Data records
»»
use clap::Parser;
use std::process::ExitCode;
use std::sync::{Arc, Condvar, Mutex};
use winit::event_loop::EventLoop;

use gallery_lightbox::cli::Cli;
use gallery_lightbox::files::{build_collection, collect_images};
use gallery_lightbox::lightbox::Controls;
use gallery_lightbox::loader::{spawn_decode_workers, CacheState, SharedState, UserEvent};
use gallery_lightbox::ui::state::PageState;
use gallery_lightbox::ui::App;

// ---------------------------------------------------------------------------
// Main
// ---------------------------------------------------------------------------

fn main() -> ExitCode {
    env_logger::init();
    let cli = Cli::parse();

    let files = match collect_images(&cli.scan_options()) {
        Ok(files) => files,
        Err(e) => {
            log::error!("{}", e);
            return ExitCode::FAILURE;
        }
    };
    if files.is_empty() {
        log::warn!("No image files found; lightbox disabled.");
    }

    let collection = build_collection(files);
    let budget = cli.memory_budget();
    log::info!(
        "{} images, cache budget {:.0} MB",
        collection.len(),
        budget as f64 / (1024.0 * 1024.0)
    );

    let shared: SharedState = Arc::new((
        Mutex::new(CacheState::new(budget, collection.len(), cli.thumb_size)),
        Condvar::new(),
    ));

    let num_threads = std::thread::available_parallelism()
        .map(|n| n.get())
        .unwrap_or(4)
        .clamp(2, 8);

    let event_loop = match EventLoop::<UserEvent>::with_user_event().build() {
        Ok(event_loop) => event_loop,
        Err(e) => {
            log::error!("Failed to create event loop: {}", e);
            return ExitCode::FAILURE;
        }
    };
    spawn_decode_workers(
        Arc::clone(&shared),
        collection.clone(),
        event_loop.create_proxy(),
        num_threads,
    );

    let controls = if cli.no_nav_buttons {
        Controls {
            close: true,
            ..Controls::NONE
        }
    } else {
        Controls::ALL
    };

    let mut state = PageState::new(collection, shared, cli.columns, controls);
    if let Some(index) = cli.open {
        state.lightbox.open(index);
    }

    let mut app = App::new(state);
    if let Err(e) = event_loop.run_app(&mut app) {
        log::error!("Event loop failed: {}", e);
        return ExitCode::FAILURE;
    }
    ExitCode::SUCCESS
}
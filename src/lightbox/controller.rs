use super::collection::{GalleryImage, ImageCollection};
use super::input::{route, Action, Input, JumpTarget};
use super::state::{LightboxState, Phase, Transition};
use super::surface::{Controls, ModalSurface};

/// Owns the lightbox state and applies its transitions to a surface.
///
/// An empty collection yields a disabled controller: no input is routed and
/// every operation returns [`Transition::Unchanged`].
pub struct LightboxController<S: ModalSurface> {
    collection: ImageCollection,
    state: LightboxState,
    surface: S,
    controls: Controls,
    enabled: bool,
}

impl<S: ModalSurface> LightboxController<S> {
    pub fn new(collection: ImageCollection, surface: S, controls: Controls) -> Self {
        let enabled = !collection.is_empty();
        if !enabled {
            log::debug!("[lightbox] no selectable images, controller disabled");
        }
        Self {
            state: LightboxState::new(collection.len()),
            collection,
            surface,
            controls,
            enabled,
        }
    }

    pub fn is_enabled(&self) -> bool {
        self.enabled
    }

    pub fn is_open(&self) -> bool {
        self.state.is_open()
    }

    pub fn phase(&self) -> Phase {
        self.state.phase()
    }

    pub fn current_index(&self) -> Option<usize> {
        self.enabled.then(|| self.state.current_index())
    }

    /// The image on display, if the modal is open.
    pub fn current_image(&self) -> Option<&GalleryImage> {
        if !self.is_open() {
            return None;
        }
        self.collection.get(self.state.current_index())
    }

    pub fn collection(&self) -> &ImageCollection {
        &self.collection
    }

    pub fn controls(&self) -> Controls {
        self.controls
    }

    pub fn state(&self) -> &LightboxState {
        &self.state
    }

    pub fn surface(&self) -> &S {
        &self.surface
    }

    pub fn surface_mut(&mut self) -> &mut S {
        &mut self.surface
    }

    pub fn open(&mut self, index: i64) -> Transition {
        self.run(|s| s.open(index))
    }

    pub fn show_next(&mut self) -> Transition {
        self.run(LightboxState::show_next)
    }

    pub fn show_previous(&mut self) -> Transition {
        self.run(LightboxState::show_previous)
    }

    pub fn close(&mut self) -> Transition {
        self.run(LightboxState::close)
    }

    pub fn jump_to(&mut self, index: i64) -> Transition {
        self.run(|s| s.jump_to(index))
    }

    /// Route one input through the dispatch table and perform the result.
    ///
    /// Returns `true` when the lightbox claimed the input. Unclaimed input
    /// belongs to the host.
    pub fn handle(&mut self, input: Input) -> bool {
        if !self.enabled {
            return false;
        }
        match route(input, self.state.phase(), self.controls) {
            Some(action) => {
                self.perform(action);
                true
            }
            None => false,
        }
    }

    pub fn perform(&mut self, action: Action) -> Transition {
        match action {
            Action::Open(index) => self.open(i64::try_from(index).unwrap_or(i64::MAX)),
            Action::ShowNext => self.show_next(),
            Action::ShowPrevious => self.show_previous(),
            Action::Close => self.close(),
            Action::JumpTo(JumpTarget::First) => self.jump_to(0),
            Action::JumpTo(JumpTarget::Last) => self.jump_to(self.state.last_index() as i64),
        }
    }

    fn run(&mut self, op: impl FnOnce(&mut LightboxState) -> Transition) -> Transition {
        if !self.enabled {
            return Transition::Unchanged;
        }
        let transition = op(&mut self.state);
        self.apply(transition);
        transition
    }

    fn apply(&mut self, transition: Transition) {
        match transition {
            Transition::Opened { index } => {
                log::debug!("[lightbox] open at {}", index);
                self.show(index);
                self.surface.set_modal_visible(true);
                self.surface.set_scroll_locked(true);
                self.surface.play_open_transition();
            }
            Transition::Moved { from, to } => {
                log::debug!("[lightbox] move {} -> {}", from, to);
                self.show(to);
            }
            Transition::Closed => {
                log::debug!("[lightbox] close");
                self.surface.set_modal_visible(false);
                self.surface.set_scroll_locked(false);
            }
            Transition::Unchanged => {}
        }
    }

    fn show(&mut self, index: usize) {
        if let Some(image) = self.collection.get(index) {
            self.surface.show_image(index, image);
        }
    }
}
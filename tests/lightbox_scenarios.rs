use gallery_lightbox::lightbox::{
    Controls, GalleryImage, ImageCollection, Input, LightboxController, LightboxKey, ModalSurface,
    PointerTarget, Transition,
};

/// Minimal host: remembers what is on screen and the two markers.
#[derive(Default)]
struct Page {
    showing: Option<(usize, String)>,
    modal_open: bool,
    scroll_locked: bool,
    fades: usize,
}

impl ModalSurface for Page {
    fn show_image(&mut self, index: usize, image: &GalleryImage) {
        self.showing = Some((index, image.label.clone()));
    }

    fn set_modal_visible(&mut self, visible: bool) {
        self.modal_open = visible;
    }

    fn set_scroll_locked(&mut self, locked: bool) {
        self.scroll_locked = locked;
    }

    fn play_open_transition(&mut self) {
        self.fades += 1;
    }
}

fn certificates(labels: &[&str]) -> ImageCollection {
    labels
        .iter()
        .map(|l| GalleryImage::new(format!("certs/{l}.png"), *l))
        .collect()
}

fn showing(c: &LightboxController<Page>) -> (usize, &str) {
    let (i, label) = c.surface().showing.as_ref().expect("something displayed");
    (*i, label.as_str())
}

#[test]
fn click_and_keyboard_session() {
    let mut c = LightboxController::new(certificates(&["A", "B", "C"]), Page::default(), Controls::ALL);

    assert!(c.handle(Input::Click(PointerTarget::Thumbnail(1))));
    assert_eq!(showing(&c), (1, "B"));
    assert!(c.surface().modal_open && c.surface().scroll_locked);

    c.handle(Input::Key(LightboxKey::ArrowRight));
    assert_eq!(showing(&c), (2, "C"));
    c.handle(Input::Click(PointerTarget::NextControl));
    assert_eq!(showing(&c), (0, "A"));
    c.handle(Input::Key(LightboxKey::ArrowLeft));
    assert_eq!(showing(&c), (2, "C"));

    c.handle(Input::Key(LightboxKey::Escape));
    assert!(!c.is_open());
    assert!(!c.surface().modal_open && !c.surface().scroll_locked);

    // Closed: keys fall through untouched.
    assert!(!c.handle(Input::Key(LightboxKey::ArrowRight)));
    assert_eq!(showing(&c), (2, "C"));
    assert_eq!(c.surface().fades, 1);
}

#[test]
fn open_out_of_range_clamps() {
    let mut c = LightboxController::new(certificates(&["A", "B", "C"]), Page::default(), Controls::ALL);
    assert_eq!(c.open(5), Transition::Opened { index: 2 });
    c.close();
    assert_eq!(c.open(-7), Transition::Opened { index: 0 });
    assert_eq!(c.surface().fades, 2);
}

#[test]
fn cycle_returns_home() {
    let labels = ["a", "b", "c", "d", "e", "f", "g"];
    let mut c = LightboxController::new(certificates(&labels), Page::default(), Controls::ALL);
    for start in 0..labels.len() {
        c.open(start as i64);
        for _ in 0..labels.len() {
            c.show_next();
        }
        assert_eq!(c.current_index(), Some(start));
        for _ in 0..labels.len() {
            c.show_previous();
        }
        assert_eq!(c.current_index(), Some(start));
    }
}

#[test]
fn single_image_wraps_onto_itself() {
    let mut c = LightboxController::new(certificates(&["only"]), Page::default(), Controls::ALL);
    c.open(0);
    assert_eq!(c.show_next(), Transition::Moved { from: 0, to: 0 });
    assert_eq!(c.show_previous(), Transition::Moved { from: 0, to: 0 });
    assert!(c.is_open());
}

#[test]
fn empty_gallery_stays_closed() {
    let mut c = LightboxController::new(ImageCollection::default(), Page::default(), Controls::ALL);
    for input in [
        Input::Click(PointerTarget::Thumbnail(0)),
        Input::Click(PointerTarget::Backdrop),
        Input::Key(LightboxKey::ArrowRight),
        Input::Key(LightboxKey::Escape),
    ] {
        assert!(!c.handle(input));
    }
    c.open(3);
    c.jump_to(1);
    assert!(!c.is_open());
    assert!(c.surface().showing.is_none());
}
««
WHAT THE EXERCISE ASKS. Display each line of the data where "apply" occurs.

YOUR RESPONSE.
        self.apply(transition);
    fn apply(&mut self, transition: Transition) {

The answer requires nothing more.